§ **Exercise goal**:
Go through the listing below and show each line that has the word "badge".
══ Records for the exercise
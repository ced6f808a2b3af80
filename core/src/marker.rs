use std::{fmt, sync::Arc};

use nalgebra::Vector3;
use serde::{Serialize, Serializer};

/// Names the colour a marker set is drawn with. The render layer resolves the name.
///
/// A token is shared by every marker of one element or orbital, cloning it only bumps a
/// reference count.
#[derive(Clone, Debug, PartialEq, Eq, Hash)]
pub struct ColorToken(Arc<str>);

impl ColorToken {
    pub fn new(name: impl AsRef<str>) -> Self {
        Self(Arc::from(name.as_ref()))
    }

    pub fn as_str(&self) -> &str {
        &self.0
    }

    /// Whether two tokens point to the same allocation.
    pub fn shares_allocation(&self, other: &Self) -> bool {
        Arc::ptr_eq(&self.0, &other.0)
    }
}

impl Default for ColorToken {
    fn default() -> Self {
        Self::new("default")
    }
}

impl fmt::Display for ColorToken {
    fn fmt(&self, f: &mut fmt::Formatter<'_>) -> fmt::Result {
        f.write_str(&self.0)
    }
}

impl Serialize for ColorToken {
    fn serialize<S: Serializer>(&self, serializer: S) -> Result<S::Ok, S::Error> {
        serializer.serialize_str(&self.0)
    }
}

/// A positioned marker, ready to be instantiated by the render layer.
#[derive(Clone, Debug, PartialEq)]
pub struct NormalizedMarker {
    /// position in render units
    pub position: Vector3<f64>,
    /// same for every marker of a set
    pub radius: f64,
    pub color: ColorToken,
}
════
══ Records for the exercise
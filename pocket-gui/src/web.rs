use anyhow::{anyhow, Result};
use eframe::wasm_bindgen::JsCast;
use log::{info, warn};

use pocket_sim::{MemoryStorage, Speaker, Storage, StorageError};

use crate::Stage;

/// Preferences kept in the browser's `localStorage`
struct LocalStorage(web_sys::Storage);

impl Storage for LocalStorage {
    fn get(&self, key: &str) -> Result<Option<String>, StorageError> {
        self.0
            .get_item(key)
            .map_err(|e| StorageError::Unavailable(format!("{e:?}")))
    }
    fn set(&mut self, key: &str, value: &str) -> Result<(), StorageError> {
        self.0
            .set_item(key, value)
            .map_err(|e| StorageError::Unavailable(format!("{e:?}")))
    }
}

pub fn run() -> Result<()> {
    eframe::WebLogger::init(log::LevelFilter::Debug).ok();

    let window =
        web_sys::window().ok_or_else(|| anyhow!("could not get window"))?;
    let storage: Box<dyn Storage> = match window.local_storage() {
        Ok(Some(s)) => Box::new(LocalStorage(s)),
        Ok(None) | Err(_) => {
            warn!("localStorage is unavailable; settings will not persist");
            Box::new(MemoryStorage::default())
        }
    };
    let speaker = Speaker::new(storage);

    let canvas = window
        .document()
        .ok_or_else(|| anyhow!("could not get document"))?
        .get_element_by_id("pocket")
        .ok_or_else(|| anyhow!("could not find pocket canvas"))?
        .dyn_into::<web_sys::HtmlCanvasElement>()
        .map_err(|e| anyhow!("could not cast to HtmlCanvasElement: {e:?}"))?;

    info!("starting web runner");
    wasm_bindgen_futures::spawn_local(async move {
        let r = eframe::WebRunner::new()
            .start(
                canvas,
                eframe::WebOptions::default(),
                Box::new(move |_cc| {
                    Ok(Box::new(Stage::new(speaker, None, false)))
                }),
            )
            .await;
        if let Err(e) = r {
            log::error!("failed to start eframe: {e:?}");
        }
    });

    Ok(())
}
════
══ Records for the exercise
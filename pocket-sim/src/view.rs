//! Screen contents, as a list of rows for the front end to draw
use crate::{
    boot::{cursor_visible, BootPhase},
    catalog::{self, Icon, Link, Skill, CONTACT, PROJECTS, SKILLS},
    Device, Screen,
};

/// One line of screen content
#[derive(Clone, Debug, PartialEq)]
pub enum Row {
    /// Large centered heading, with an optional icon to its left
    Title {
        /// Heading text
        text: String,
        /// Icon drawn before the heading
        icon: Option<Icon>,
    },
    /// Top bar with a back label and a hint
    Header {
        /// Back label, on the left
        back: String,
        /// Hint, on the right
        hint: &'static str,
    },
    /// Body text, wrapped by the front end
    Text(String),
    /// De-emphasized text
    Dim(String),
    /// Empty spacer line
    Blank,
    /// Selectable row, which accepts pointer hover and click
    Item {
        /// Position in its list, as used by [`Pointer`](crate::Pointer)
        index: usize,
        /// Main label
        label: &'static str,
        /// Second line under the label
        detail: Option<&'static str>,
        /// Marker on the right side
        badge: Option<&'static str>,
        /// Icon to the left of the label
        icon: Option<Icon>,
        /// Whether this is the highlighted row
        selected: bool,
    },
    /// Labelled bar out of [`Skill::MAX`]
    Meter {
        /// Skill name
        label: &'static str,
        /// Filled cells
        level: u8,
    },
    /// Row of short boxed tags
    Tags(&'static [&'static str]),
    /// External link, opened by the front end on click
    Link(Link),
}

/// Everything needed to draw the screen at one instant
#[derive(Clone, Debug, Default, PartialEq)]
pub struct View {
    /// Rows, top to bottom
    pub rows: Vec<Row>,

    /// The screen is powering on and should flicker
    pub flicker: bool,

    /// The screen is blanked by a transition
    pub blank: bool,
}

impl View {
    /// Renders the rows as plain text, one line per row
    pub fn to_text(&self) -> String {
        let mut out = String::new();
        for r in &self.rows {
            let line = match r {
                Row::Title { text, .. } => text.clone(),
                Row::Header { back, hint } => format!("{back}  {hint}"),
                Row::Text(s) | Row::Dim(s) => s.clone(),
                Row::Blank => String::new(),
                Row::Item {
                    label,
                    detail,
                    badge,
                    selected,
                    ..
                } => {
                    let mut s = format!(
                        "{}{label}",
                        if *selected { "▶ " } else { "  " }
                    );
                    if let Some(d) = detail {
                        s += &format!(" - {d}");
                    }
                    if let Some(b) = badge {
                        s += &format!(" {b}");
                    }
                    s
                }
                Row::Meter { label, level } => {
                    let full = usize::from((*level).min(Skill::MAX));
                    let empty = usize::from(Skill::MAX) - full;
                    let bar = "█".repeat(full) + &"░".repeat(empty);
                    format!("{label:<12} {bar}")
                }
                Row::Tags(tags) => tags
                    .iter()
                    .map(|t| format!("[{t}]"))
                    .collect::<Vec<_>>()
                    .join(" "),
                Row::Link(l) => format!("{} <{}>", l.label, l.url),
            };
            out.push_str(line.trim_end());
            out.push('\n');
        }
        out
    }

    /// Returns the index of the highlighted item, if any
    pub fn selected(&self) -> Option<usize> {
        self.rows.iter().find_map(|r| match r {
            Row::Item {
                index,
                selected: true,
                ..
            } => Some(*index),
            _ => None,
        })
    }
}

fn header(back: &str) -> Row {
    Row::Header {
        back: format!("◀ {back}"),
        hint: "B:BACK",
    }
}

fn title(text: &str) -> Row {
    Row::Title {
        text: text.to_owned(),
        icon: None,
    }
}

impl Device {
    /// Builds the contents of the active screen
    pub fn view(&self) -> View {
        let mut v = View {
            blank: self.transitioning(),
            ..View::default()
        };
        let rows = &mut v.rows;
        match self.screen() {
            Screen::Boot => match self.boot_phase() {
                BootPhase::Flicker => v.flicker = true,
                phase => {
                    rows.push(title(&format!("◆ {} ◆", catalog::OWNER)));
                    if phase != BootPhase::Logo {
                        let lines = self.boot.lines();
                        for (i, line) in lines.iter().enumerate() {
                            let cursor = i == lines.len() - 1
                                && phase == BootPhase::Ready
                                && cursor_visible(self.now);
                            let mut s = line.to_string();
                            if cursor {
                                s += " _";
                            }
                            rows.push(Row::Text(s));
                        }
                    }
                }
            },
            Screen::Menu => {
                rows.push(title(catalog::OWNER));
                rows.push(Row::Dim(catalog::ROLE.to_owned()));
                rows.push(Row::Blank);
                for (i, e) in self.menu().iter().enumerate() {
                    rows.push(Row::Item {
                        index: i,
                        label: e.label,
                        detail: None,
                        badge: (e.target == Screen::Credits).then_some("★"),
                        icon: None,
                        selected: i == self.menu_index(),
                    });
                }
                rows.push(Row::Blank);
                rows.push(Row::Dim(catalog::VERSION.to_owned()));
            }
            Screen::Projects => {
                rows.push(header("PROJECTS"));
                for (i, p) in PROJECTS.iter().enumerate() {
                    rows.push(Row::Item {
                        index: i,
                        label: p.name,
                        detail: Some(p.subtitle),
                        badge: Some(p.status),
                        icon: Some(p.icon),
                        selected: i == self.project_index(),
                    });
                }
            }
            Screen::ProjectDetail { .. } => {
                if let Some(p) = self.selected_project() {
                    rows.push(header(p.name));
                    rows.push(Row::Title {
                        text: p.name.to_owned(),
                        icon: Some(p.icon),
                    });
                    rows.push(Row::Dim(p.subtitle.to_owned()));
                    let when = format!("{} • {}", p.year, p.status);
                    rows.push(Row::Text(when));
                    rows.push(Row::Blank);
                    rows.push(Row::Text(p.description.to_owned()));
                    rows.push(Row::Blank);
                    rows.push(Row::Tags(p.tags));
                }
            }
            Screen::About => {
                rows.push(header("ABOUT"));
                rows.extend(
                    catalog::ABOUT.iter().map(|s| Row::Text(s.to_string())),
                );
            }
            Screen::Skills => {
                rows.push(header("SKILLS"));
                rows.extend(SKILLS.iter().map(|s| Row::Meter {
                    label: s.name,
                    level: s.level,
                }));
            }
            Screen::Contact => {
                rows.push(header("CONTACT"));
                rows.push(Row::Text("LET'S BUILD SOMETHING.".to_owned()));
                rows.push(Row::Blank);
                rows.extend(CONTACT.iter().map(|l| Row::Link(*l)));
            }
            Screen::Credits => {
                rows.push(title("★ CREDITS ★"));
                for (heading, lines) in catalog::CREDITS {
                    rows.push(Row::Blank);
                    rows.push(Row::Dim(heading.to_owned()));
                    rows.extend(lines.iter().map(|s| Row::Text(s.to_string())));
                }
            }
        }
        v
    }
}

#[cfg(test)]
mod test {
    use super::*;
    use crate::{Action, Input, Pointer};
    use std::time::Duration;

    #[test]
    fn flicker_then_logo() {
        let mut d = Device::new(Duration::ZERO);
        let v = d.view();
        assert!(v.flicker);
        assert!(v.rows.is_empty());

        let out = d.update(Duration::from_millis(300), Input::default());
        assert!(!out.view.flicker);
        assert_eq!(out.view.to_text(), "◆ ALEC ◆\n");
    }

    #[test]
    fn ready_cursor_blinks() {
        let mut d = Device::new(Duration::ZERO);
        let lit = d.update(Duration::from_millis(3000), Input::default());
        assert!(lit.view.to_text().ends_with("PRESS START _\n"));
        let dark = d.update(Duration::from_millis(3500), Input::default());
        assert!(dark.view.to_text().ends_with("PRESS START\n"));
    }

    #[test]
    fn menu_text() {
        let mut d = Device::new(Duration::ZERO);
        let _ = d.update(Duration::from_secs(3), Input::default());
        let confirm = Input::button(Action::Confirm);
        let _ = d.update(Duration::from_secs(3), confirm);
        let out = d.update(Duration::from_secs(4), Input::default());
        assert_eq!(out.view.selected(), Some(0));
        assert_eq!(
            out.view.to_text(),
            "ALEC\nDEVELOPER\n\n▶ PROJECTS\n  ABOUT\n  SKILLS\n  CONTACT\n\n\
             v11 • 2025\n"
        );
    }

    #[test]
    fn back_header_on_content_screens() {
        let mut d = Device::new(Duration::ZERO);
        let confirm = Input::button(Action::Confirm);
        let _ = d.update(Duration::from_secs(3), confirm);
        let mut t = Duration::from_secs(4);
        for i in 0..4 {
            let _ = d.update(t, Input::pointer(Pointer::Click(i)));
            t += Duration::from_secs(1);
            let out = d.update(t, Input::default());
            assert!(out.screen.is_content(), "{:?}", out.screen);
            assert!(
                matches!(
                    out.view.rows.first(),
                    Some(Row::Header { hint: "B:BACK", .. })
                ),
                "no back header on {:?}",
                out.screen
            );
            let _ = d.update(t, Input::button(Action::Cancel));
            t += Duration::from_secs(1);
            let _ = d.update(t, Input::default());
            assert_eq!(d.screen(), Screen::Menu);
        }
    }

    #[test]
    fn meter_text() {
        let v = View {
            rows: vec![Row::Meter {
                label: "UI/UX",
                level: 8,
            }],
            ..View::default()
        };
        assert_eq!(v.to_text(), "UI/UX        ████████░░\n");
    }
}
════
§ **Expected output**:
        badge: Option<&'static str>,
                    badge,
                    if let Some(b) = badge {
                        badge: (e.target == Screen::Credits).then_some("★"),
                        badge: Some(p.status),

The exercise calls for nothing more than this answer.